Ster-Kinekor Goes Digital in Zimbabwe

Ster-Kinekor Goes Digital in Zimbabwe

Ster-Kinekor has upgraded their equipment to include state-of-the-art fully digitalised 2D or 3D formats. Films will now hit the big screen at Eastgate and Westgate just days after their South African and American release. By Francis Mukuzunga

It's now, "goodbye!" to the clutter and delay of the inimitable 35mm film reel and, "hello!" to new technology that brings picture and sound into an almost lifelike experience.

Ster Kinekor is in the process of completing world-class renovations at their Eastgate and Westgate cinema complexes in Harare.

This massive development means that all of Ster-Kinekor's 10 movie houses, namely, four at Westgate and six at Eastgate complexes, will now have state-of-the-art big screen and surround sound, coupled with highly sophisticated and comfortable seating for the discerning movie goer.

Ster-Kinekor's Doreen Chuma, who could not hide her excitement about the development, told The Financial Gazette Weekend that the movie houses would open their door to the public within two weeks, just in time to get into the swing of the festive season.

"Zimbabweans are going to be able to watch box office movies within record time of being released thanks to the new digital technology. In addition they will be able to enjoy the cosy and ambient environment with full climate control air-conditioning," she said.

She added: "We have come up with a new seating arrangement, which are: The Love Nest, for couples or friends who want to be closer together during the screening as well as the Classic VIP seats, it's going to be like watching a movie on a plane.

"We have also not forgotten about the physically challenged who will have specially designed seating areas at all our movie houses. Not forgetting the local movie producers, consideration will be made for them to be screened at our venues. They will have to meet the expectations of the Ster-Kinekor franchise worldwide."

According to Chuma, the technological development would, in a way, contribute to curbing piracy.
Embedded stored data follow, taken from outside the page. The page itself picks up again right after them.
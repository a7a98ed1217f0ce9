mod config;
mod error;
mod handlers;
mod logging;
mod models;
mod server;
mod services;

use anyhow::Result;
use dotenv::dotenv;
use std::future::Future;
use std::io;
use std::sync::Arc;

use config::AppConfig;
use handlers::ConvertHandler;
use services::{Database, OpenAiService};

#[tokio::main]
async fn main() -> Result<()> {
    // Load environment variables
    dotenv().ok();

    let config = AppConfig::from_env()?;

    logging::init(&config.log_file);
    log::info!("🚀 Starting Diet Convert API...");

    let db = Arc::new(Database::new(&config.database));
    log::info!("✅ PostgreSQL pool configured for {}", config.database.redacted_url());

    let openai = Arc::new(OpenAiService::new(&config.completion));
    log::info!("✅ Completion service initialized with model: {}", openai.model());

    let convert_handler = Arc::new(ConvertHandler::new(openai, db));
    let app = server::create_router(convert_handler);

    let listener = tokio::net::TcpListener::bind(&config.bind_addr).await?;
    log::info!("🌐 Server listening on {}", config.bind_addr);

    axum::serve(listener, app)
        .with_graceful_shutdown(wait_for_shutdown(tokio::signal::ctrl_c()))
        .await?;

    Ok(())
}

/// Resolves once `signal` fires. A failed signal registration never resolves,
/// so the server keeps running instead of shutting down right away.
async fn wait_for_shutdown<F>(signal: F)
where
    F: Future<Output = io::Result<()>>,
{
    match signal.await {
        Ok(()) => log::info!("🛑 Shutting down..."),
        Err(e) => {
            log::error!("❌ Failed to listen for shutdown signal: {}", e);
            std::future::pending::<()>().await;
        }
    }
}
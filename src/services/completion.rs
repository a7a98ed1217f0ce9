use anyhow::Result;

/// Instruction sent ahead of every food description.
pub const NUTRITION_PROMPT: &str = "You are a health assistant. I will provide a list of food I ate and \
you need to sum up and return values in format: Calories, Protein, Carbs, Fats . \
Use only this format. Return only summed up values in this and nothing else. \
If you don't know write: 0, 0, 0, 0 . Approximate if you don't know exact values. \
Here are the items I ate:";

/// Trait for chat-completion backends (OpenAI, OpenAI-compatible proxies, etc.)
#[async_trait::async_trait]
pub trait CompletionService: Send + Sync {
    /// Send `system` + `user` as a two-message exchange and return the reply text.
    async fn complete(&self, system: &str, user: &str) -> Result<String>;
}
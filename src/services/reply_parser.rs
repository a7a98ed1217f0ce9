use chrono::NaiveDateTime;

use crate::error::AppError;
use crate::models::NutritionRecord;

const SEPARATOR: &str = ", ";
const FIELD_COUNT: usize = 4;

/// Split a completion reply of the form `"Calories, Protein, Carbs, Fats"`.
///
/// Tokens are stored as written (no numeric coercion); anything past the
/// fourth token is ignored.
pub fn parse_reply(reply: &str, date: NaiveDateTime) -> Result<NutritionRecord, AppError> {
    let tokens: Vec<&str> = reply.trim().split(SEPARATOR).collect();

    if tokens.len() < FIELD_COUNT {
        return Err(AppError::Parse {
            reply: reply.to_string(),
            found: tokens.len(),
        });
    }

    Ok(NutritionRecord {
        calories: tokens[0].to_string(),
        protein: tokens[1].to_string(),
        carbs: tokens[2].to_string(),
        fats: tokens[3].to_string(),
        date,
    })
}
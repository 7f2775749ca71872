// Intuity POGO blood glucose meter driver library entry.
//
// ASCII command/response protocol over a serial port: each exchange returns
// one STX/ETX framed response carrying a CRC-16 as four hex digits.

mod supervisor;

pub mod driver;
pub mod parser;
pub mod protocol;

pub use driver::{PogoConfig, PogoContext, PogoDriver, DRIVER_NAME};
pub use supervisor::open_port;
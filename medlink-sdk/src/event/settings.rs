use super::{BgUnits, CarbUnits, EventMeta};
use serde::{Deserialize, Serialize};
use std::collections::BTreeMap;

#[derive(Debug, Clone, Copy, PartialEq, Serialize, Deserialize)]
pub struct ScheduleSegment {
    /// Milliseconds after midnight
    pub start: i64,
    pub rate: f64,
}

#[derive(Debug, Clone, Copy, PartialEq, Serialize, Deserialize)]
pub struct TargetSegment {
    pub start: i64,
    pub low: f64,
    pub high: f64,
}

#[derive(Debug, Clone, Copy, PartialEq, Serialize, Deserialize)]
pub struct AmountSegment {
    pub start: i64,
    pub amount: f64,
}

#[derive(Debug, Clone, Copy, PartialEq, Eq, Default, Serialize, Deserialize)]
pub struct SettingsUnits {
    pub bg: Option<BgUnits>,
    pub carb: Option<CarbUnits>,
}

#[derive(Debug, Clone, PartialEq, Serialize, Deserialize)]
pub struct ValueWithUnits {
    pub value: f64,
    pub units: String,
}

#[derive(Debug, Clone, PartialEq, Serialize, Deserialize)]
pub struct InsulinAction {
    pub duration: u8,
    pub units: String,
}

impl InsulinAction {
    pub fn hours(duration: u8) -> Self {
        Self {
            duration,
            units: "hours".to_string(),
        }
    }
}

#[derive(Debug, Clone, PartialEq, Default, Serialize, Deserialize)]
pub struct BolusCalculator {
    pub enabled: bool,
    #[serde(default, skip_serializing_if = "Option::is_none")]
    pub insulin: Option<InsulinAction>,
}

#[derive(Debug, Clone, Copy, PartialEq, Eq, Serialize, Deserialize)]
pub struct Toggle {
    pub enabled: bool,
}

#[derive(Debug, Clone, PartialEq, Default, Serialize, Deserialize)]
#[serde(rename_all = "camelCase")]
pub struct BolusSettings {
    #[serde(default, skip_serializing_if = "Option::is_none")]
    pub amount_maximum: Option<ValueWithUnits>,
    #[serde(default, skip_serializing_if = "Option::is_none")]
    pub calculator: Option<BolusCalculator>,
    #[serde(default, skip_serializing_if = "Option::is_none")]
    pub extended: Option<Toggle>,
}

#[derive(Debug, Clone, PartialEq, Eq, Serialize, Deserialize)]
pub struct TemporaryBasal {
    #[serde(rename = "type")]
    pub kind: String,
}

#[derive(Debug, Clone, PartialEq, Default, Serialize, Deserialize)]
#[serde(rename_all = "camelCase")]
pub struct BasalSettings {
    #[serde(default, skip_serializing_if = "Option::is_none")]
    pub rate_maximum: Option<ValueWithUnits>,
    #[serde(default, skip_serializing_if = "Option::is_none")]
    pub temporary: Option<TemporaryBasal>,
}

impl BasalSettings {
    pub fn is_empty(&self) -> bool {
        self.rate_maximum.is_none() && self.temporary.is_none()
    }
}

/// Therapy settings in force at one point in time.
#[derive(Debug, Clone, PartialEq, Default, Serialize, Deserialize)]
#[serde(rename_all = "camelCase")]
pub struct SettingsSnapshot {
    pub active_schedule: String,
    pub basal_schedules: BTreeMap<String, Vec<ScheduleSegment>>,
    pub bg_target: Vec<TargetSegment>,
    pub carb_ratio: Vec<AmountSegment>,
    pub insulin_sensitivity: Vec<AmountSegment>,
    pub units: SettingsUnits,
    pub bolus: BolusSettings,
    pub basal: BasalSettings,
}

impl SettingsSnapshot {
    /// Segments of the active schedule, empty when it is unknown.
    pub fn active_segments(&self) -> &[ScheduleSegment] {
        self.basal_schedules
            .get(&self.active_schedule)
            .map(Vec::as_slice)
            .unwrap_or(&[])
    }
}

#[derive(Debug, Clone, PartialEq, Serialize)]
#[serde(rename_all = "camelCase")]
pub struct BloodGlucoseDisplay {
    pub units: Option<BgUnits>,
}

#[derive(Debug, Clone, PartialEq, Serialize)]
#[serde(rename_all = "camelCase")]
pub struct Display {
    pub blood_glucose: BloodGlucoseDisplay,
}

#[derive(Debug, Clone, PartialEq, Serialize)]
#[serde(rename_all = "camelCase")]
pub struct PumpSettings {
    #[serde(flatten)]
    pub meta: EventMeta,
    #[serde(flatten)]
    pub settings: SettingsSnapshot,
    #[serde(skip_serializing_if = "Vec::is_empty")]
    pub manufacturers: Vec<String>,
    #[serde(skip_serializing_if = "Option::is_none")]
    pub model: Option<String>,
    #[serde(skip_serializing_if = "Option::is_none")]
    pub serial_number: Option<String>,
    #[serde(skip_serializing_if = "Option::is_none")]
    pub display: Option<Display>,
}

impl PumpSettings {
    pub fn new(meta: EventMeta, settings: SettingsSnapshot) -> Self {
        Self {
            meta,
            settings,
            manufacturers: Vec::new(),
            model: None,
            serial_number: None,
            display: None,
        }
    }
}
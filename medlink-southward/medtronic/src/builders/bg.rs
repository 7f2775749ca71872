use super::{round1, BuildContext};
use crate::decoder::{filter_records, Record, RecordType};
use medlink_sdk::{checksum::to_hex, BgUnits, DraftEvent, DriverError, DriverResult, Smbg, SmbgSubType};
use tracing::debug;

fn scale(value: u32, units: BgUnits) -> f64 {
    match units {
        BgUnits::MmolL => round1(value as f64 / 10.0),
        BgUnits::MgDl => value as f64,
    }
}

/// Fingerstick readings. A `CAL_BG_FOR_PH` followed by `BG_RECEIVED` came
/// from a linked meter; both records must agree on the value.
pub fn build_bg(ctx: &BuildContext, records: &[Record]) -> DriverResult<Vec<DraftEvent>> {
    let entries = filter_records(records, &[RecordType::BgReceived, RecordType::CalBgForPh]);
    let mut events = Vec::new();

    let mut i = 0;
    while i < entries.len() {
        let entry = entries[i];
        let units = if entry.date_byte(2) & 0xC0 == 0x40 {
            BgUnits::MmolL
        } else {
            BgUnits::MgDl
        };
        let raw = entry.head_byte(1) as u32
            + (((entry.date_byte(4) & 0x80) as u32) << 1)
            + (((entry.date_byte(2) & 0x80) as u32) << 2);
        let value = scale(raw, units);

        let mut sub_type = SmbgSubType::Manual;
        let mut index = entry.index;
        let mut meter = None;

        if let Some(received) = entries
            .get(i + 1)
            .filter(|next| next.is(RecordType::BgReceived))
        {
            i += 1;
            let linked_raw =
                ((received.head_byte(1) as u32) << 3) + (received.date_byte(2) >> 5) as u32;
            let linked = scale(linked_raw, units);
            if linked != value {
                debug!(timestamp = %received.timestamp, value, linked, "linked smbg value does not match value on pump");
                return Err(DriverError::DecodeError(
                    "Linked smbg value does not match value on pump".into(),
                ));
            }
            sub_type = SmbgSubType::Linked;
            index = received.index;
            meter = Some(to_hex(received.body.get(..3).unwrap_or(&received.body)));
        }

        let mut meta = ctx.meta_at(entry.timestamp, index);
        if let Some(meter) = meter {
            meta.set_payload("meterSerial", meter);
        }
        events.push(DraftEvent::Smbg(Smbg {
            meta,
            sub_type: Some(sub_type),
            value,
            units,
        }));
        i += 1;
    }

    Ok(events)
}

#[cfg(test)]
mod tests {
    use super::*;
    use crate::builders::fixtures::{at, context, record};
    use serde_json::Value;

    fn cal(value: u16, mmol: bool, index: u64) -> Record {
        let date2 = (if mmol { 0x40 } else { 0 }) | (if value & 0x200 != 0 { 0x80 } else { 0 });
        let date4 = (if value & 0x100 != 0 { 0x80 } else { 0 }) | 16;
        record(
            RecordType::CalBgForPh,
            &[0x0A, value as u8],
            &[0, 0, date2, 14, date4],
            &[],
            at(7, 30, 0),
            index,
        )
    }

    fn received(value: u16, index: u64) -> Record {
        record(
            RecordType::BgReceived,
            &[0x3F, (value >> 3) as u8],
            &[0, 0, ((value & 0x07) as u8) << 5, 14, 16],
            &[0xAB, 0x12, 0x0C],
            at(7, 30, 1),
            index,
        )
    }

    fn smbgs(records: &[Record]) -> DriverResult<Vec<Smbg>> {
        Ok(build_bg(&context(), records)?
            .into_iter()
            .map(|e| match e {
                DraftEvent::Smbg(s) => s,
                other => panic!("unexpected {other:?}"),
            })
            .collect())
    }

    #[test]
    fn manual_reading_uses_high_bits() {
        let out = smbgs(&[cal(310, false, 4)]).unwrap();
        assert_eq!(out[0].value, 310.0);
        assert_eq!(out[0].sub_type, Some(SmbgSubType::Manual));
        assert_eq!(out[0].units, BgUnits::MgDl);
    }

    #[test]
    fn linked_reading_carries_meter_serial() {
        let out = smbgs(&[cal(123, false, 4), received(123, 5)]).unwrap();
        assert_eq!(out.len(), 1);
        let smbg = &out[0];
        assert_eq!(smbg.sub_type, Some(SmbgSubType::Linked));
        assert_eq!(smbg.meta.index, Some(5));
        assert_eq!(smbg.meta.device_time, at(7, 30, 0));
        assert_eq!(
            smbg.meta.payload_value("meterSerial"),
            Some(&Value::from("AB120C"))
        );
    }

    #[test]
    fn mmol_values_are_scaled() {
        let out = smbgs(&[cal(67, true, 4)]).unwrap();
        assert_eq!(out[0].value, 6.7);
        assert_eq!(out[0].units, BgUnits::MmolL);
    }

    #[test]
    fn linked_mismatch_fails() {
        let err = smbgs(&[cal(123, false, 4), received(124, 5)]).unwrap_err();
        assert!(err.to_string().contains("Linked smbg value does not match"));
    }
}
use chrono::{NaiveDate, NaiveDateTime};

/// Records stamped with this are left over from a pump reset.
pub(crate) fn reset_date() -> Option<NaiveDateTime> {
    NaiveDate::from_ymd_opt(2012, 1, 1)?.and_hms_opt(0, 0, 0)
}

/// Decode a packed 4- or 5-byte pump date.
///
/// The 5-byte form is `[second, minute, hour, day, year]`, the 4-byte form
/// `[year, day, minute, hour]` with seconds fixed at zero. In both, the month
/// is split over the top two bits of two bytes and the year is stored as an
/// offset from 2000. A zero year means the date was never set.
pub fn decode_date(payload: &[u8]) -> Option<NaiveDateTime> {
    let (second, minute, hour, day, month, year) = match *payload {
        [y, d, m, h] => (
            0,
            m & 0x3F,
            h & 0x1F,
            d & 0x1F,
            ((h & 0xC0) >> 4) | ((m & 0xC0) >> 6),
            y,
        ),
        [s, m, h, d, y, ..] => (
            s & 0x3F,
            m & 0x3F,
            h & 0x1F,
            d & 0x1F,
            ((s & 0xC0) >> 4) | ((m & 0xC0) >> 6),
            y,
        ),
        _ => return None,
    };

    let year = (year & 0x7F) as i32 + 2000;
    if year == 2000 {
        return None;
    }
    NaiveDate::from_ymd_opt(year, month as u32, day as u32)?.and_hms_opt(
        hour as u32,
        minute as u32,
        second as u32,
    )
}

#[cfg(test)]
mod tests {
    use super::*;

    fn dt(y: i32, mo: u32, d: u32, h: u32, mi: u32, s: u32) -> NaiveDateTime {
        NaiveDate::from_ymd_opt(y, mo, d)
            .unwrap()
            .and_hms_opt(h, mi, s)
            .unwrap()
    }

    #[test]
    fn five_byte_date() {
        // 2016-11-14 10:42:05; month 11 = 0b1011 split as 10|11
        let payload = [0x80 | 5, 0xC0 | 42, 10, 14, 16];
        assert_eq!(decode_date(&payload), Some(dt(2016, 11, 14, 10, 42, 5)));
    }

    #[test]
    fn four_byte_date_has_no_seconds() {
        // 2017-03-02 23:15; month 3 = 0b0011 split as 00|11
        let payload = [17, 2, 0xC0 | 15, 23];
        assert_eq!(decode_date(&payload), Some(dt(2017, 3, 2, 23, 15, 0)));
    }

    #[test]
    fn unset_year_is_no_date() {
        assert_eq!(decode_date(&[0x40, 0x40, 1, 1, 0]), None);
        assert_eq!(decode_date(&[0x80, 0x40, 1, 1, 0x80]), None);
    }

    #[test]
    fn short_or_invalid_payload_is_no_date() {
        assert_eq!(decode_date(&[1, 2, 3]), None);
        // month zero
        assert_eq!(decode_date(&[0, 0, 1, 1, 16]), None);
    }
}
use std::time::Duration;
use thiserror::Error;

pub type DriverResult<T> = Result<T, DriverError>;

/// Driver specific errors
#[derive(Error, Debug, Default)]
pub enum DriverError {
    #[error("Device unavailable")]
    #[default]
    DeviceUnavailable,
    #[error("Validation error: {0}")]
    ValidationError(String),
    #[error("Execution error: {0}")]
    ExecutionError(String),
    #[error("Configuration error: {0}")]
    ConfigurationError(String),
    #[error("Codec error: {0}")]
    CodecError(String),
    #[error("Read/Write timeout")]
    Timeout(Duration),
    #[error("Session error: {0}")]
    SessionError(String),
    #[error("Communication error: {0}")]
    CommunicationError(String),
    #[error("{message}")]
    UnsupportedDevice { message: String, code: &'static str },
    #[error("Decode error: {0}")]
    DecodeError(String),
    #[error("Simulation error: {0}")]
    SimulationError(String),
    #[error("{0}")]
    NoRecords(String),
    #[error("Upload error: {0}")]
    UploadError(String),
}

impl DriverError {
    /// Stable error code surfaced to the user interface.
    pub fn code(&self) -> &'static str {
        match self {
            DriverError::DeviceUnavailable => "E_DEVICE_UNAVAILABLE",
            DriverError::ValidationError(_) => "E_VALIDATION",
            DriverError::ExecutionError(_) => "E_PROTOCOL",
            DriverError::ConfigurationError(_) => "E_CONFIG",
            DriverError::CodecError(_) => "E_CODEC",
            DriverError::Timeout(_) => "E_TIMEOUT",
            DriverError::SessionError(_) => "E_SESSION",
            DriverError::CommunicationError(_) => "E_COMMUNICATION",
            DriverError::UnsupportedDevice { code, .. } => code,
            DriverError::DecodeError(_) => "E_DECODE",
            DriverError::SimulationError(_) => "E_SIMULATION",
            DriverError::NoRecords(_) => "E_NO_RECORDS",
            DriverError::UploadError(_) => "E_UPLOAD",
        }
    }
}

impl From<serde_json::Error> for DriverError {
    fn from(err: serde_json::Error) -> Self {
        DriverError::UploadError(err.to_string())
    }
}

#[cfg(test)]
mod tests {
    use super::*;

    #[test]
    fn unsupported_device_keeps_its_code() {
        let err = DriverError::UnsupportedDevice {
            message: "Unsupported pump model: 512".into(),
            code: "E_MEDTRONIC_UNSUPPORTED",
        };
        assert_eq!(err.code(), "E_MEDTRONIC_UNSUPPORTED");
        assert_eq!(err.to_string(), "Unsupported pump model: 512");
    }

    #[test]
    fn no_records_displays_message_verbatim() {
        let err = DriverError::NoRecords("No records found on pump".into());
        assert_eq!(err.to_string(), "No records found on pump");
        assert_eq!(err.code(), "E_NO_RECORDS");
    }
}
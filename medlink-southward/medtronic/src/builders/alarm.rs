use super::BuildContext;
use crate::decoder::{filter_records, Record, RecordType};
use medlink_sdk::{
    AlarmEvent, AlarmType, DeviceEvent, DeviceEventKind, DraftEvent, PrimeEvent, PrimeTarget,
    ReservoirChangeEvent,
};

const ALARM_NO_DELIVERY: u8 = 4;
const ALARM_BATTERY_DEPLETED: u8 = 5;
const ALARM_AUTO_OFF: u8 = 6;

fn alarm_text(id: u8) -> Option<&'static str> {
    Some(match id {
        3 => "Battery out limit exceeded",
        4 => "No delivery",
        5 => "Battery depleted",
        6 => "Auto off",
        59 => "Button error",
        103 => "Low glucose suspend",
        _ => return None,
    })
}

fn alarm(ctx: &BuildContext, record: &Record) -> DeviceEvent {
    let mut meta = ctx.meta(record);
    let alarm_type = match record.record_type {
        RecordType::LowReservoir => {
            meta.set_payload("amount", record.head_byte(1) as f64 / 10.0);
            AlarmType::LowInsulin
        }
        RecordType::LowBattery => AlarmType::LowPower,
        _ => match record.head_byte(1) {
            ALARM_NO_DELIVERY => AlarmType::NoDelivery,
            ALARM_BATTERY_DEPLETED => AlarmType::NoPower,
            ALARM_AUTO_OFF => AlarmType::AutoOff,
            id => {
                meta.set_payload("alarm_id", id);
                if let Some(text) = alarm_text(id) {
                    meta.set_payload("alarm_text", text);
                }
                AlarmType::Other
            }
        },
    };
    DeviceEvent::new(
        meta,
        DeviceEventKind::Alarm(AlarmEvent {
            alarm_type,
            status: None,
        }),
    )
}

pub fn build_alarms(ctx: &BuildContext, records: &[Record]) -> Vec<DraftEvent> {
    filter_records(
        records,
        &[RecordType::AlarmPump, RecordType::LowReservoir, RecordType::LowBattery],
    )
    .into_iter()
    .map(|record| DraftEvent::DeviceEvent(alarm(ctx, record)))
    .collect()
}

/// Tubing primes have no fixed amount. A cannula prime cut short keeps the
/// programmed amount in the payload.
pub fn build_primes(ctx: &BuildContext, records: &[Record]) -> Vec<DraftEvent> {
    filter_records(records, &[RecordType::Prime])
        .into_iter()
        .map(|record| {
            let volume = record.head_byte(4) as f64 / 10.0;
            let fixed = record.head_byte(2) as f64 / 10.0;
            let prime_target = if fixed == 0.0 {
                PrimeTarget::Tubing
            } else {
                PrimeTarget::Cannula
            };

            let mut meta = ctx.meta(record);
            if prime_target == PrimeTarget::Cannula && fixed != volume {
                meta.set_payload("programmedAmount", fixed);
            }
            DraftEvent::DeviceEvent(DeviceEvent::new(
                meta,
                DeviceEventKind::Prime(PrimeEvent {
                    prime_target,
                    volume,
                }),
            ))
        })
        .collect()
}

pub fn build_rewinds(ctx: &BuildContext, records: &[Record]) -> Vec<DraftEvent> {
    filter_records(records, &[RecordType::Rewind])
        .into_iter()
        .map(|record| {
            DraftEvent::DeviceEvent(DeviceEvent::new(
                ctx.meta(record),
                DeviceEventKind::ReservoirChange(ReservoirChangeEvent::default()),
            ))
        })
        .collect()
}
//! Record-to-event builders.
//!
//! Each builder filters the decoded record stream for the record types it
//! understands and turns them into [`DraftEvent`]s. Nothing here knows about
//! event ordering across types; that is the simulator's job.

mod alarm;
mod basal;
mod bg;
mod bolus;
mod cgm;
mod settings;
mod suspend;
mod time_change;
mod wizard;

pub use alarm::{build_alarms, build_primes, build_rewinds};
pub use basal::{build_scheduled_basals, build_temp_basals};
pub use bg::build_bg;
pub use bolus::build_boluses;
pub use cgm::build_cgm;
pub use settings::{build_settings, SettingsHistory};
pub use suspend::build_suspend_resumes;
pub use time_change::{build_cgm_time_changes, build_time_changes};
pub use wizard::build_wizards;

use crate::{config::CurrentSettings, decoder::Record};
use chrono::NaiveDateTime;
use medlink_sdk::{DraftEvent, DriverResult, EventMeta, TzoUtil};

/// Everything the builders need besides the records themselves.
#[derive(Debug, Clone)]
pub struct BuildContext {
    pub device_id: String,
    pub settings: CurrentSettings,
    /// Offsets for pump records.
    pub tzo: TzoUtil,
    /// Offsets for sensor records, which follow the CGM clock.
    pub cgm_tzo: TzoUtil,
}

impl BuildContext {
    pub fn new(device_id: impl Into<String>, settings: CurrentSettings, tzo: TzoUtil) -> Self {
        Self {
            device_id: device_id.into(),
            settings,
            cgm_tzo: tzo.clone(),
            tzo,
        }
    }

    pub fn with_cgm_tzo(mut self, cgm_tzo: TzoUtil) -> Self {
        self.cgm_tzo = cgm_tzo;
        self
    }

    /// Meta for a pump record, with UTC filled in from its index.
    pub fn meta(&self, record: &Record) -> EventMeta {
        self.meta_at(record.timestamp, record.index)
    }

    pub fn meta_at(&self, device_time: NaiveDateTime, index: u64) -> EventMeta {
        let mut meta = EventMeta::new(device_time, self.device_id.as_str()).with_index(index);
        self.tzo.fill_in(&mut meta);
        meta
    }

    /// Meta for a sensor record.
    pub fn cgm_meta(&self, device_time: NaiveDateTime, index: u64) -> EventMeta {
        let mut meta = EventMeta::new(device_time, self.device_id.as_str()).with_index(index);
        self.cgm_tzo.fill_in(&mut meta);
        meta
    }

    /// Pump strokes to insulin units.
    #[inline]
    pub fn units(&self, strokes: u32) -> f64 {
        strokes as f64 / self.settings.strokes_per_unit
    }
}

/// Round to one decimal, the precision mmol/L values are logged with.
pub(crate) fn round1(v: f64) -> f64 {
    (v * 10.0).round() / 10.0
}

/// Run every pump and sensor builder and collect their drafts in builder
/// order, together with the settings history.
pub fn build_all(
    ctx: &BuildContext,
    records: &[Record],
    cbg: &[crate::decoder::CbgRecord],
) -> DriverResult<(Vec<DraftEvent>, SettingsHistory)> {
    let mut drafts = Vec::new();
    drafts.extend(build_boluses(ctx, records));
    drafts.extend(build_wizards(ctx, records));
    drafts.extend(build_bg(ctx, records)?);
    drafts.extend(build_temp_basals(ctx, records));
    drafts.extend(build_scheduled_basals(ctx, records));
    let history = build_settings(ctx, records)?;
    drafts.extend(history.events.iter().cloned().map(DraftEvent::PumpSettings));
    drafts.extend(build_suspend_resumes(ctx, records)?);
    drafts.extend(build_alarms(ctx, records));
    drafts.extend(build_primes(ctx, records));
    drafts.extend(build_rewinds(ctx, records));
    drafts.extend(build_cgm(ctx, cbg));
    Ok((drafts, history))
}

#[cfg(test)]
pub(crate) mod fixtures {
    use super::*;
    use crate::{config::ConfigReplies, decoder::RecordType};
    use bytes::Bytes;
    use chrono::NaiveDate;

    pub fn at(h: u32, m: u32, s: u32) -> NaiveDateTime {
        NaiveDate::from_ymd_opt(2016, 11, 14)
            .unwrap()
            .and_hms_opt(h, m, s)
            .unwrap()
    }

    pub fn record(
        record_type: RecordType,
        head: &[u8],
        date: &[u8],
        body: &[u8],
        timestamp: NaiveDateTime,
        index: u64,
    ) -> Record {
        Record {
            record_type,
            head: Bytes::copy_from_slice(head),
            date: Bytes::copy_from_slice(date),
            body: Bytes::copy_from_slice(body),
            timestamp,
            index,
        }
    }

    pub fn context() -> BuildContext {
        let settings = CurrentSettings::assemble("554", "123456", ConfigReplies::default(), at(23, 0, 0));
        BuildContext::new("MedT-554-123456", settings, TzoUtil::fixed(0))
    }
}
Previously, she said, it could take them between three to four months before a blockbuster movie could find its way to Zimbabwe, thereby giving enough lead time to pirated videos of the movie to make their way first.

With new technology however, this would be contained by having as many people as possible watching the movie before any pirated copy makes its way to this country.

"Besides, genuine HD movies have better sound and picture quality. In any case, would you rather not be in a movie house environment where you can watch movies with family and friends and enjoying all the niceties that go with it such as popcorn, chocolates, sweets, drinks and the big-screen atmosphere that you can't create in your own home?"

As the industry is set for rejuvenation, many observers hope that the law enforcement agencies would decisively deal with the sale of DVDs on the streets as they are not contributing anything to the economy and are a threat to the local film industry.